ACTIVITY - Copy verbatim the block of lines in the entries below whose first line contains "no trailing newline." and whose last line contains "pub mod registry;". Leave out all other lines.

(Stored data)
- - - - -
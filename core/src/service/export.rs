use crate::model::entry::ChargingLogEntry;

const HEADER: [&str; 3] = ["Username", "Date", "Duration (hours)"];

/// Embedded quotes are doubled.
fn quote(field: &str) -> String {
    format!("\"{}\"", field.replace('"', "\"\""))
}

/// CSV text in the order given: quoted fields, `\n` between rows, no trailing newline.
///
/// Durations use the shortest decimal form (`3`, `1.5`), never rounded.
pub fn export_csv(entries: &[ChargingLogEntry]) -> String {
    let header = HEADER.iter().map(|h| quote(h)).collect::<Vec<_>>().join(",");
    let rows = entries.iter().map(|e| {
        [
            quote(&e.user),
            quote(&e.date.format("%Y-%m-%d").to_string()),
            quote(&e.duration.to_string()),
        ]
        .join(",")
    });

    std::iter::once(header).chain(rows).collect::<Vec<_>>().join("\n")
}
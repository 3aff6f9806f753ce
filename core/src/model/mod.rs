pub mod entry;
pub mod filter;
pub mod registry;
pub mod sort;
- - - - -
YOUR RESPONSE -
/// CSV text in the order given: quoted fields, `\n` between rows, no trailing newline.
///
/// Durations use the shortest decimal form (`3`, `1.5`), never rounded.
pub fn export_csv(entries: &[ChargingLogEntry]) -> String {
    let header = HEADER.iter().map(|h| quote(h)).collect::<Vec<_>>().join(",");
    let rows = entries.iter().map(|e| {
        [
            quote(&e.user),
            quote(&e.date.format("%Y-%m-%d").to_string()),
            quote(&e.duration.to_string()),
        ]
        .join(",")
    });

    std::iter::once(header).chain(rows).collect::<Vec<_>>().join("\n")
}
repository 3aff6f9806f753ce
filename core/src/model/mod.rs
pub mod entry;
pub mod filter;
pub mod registry;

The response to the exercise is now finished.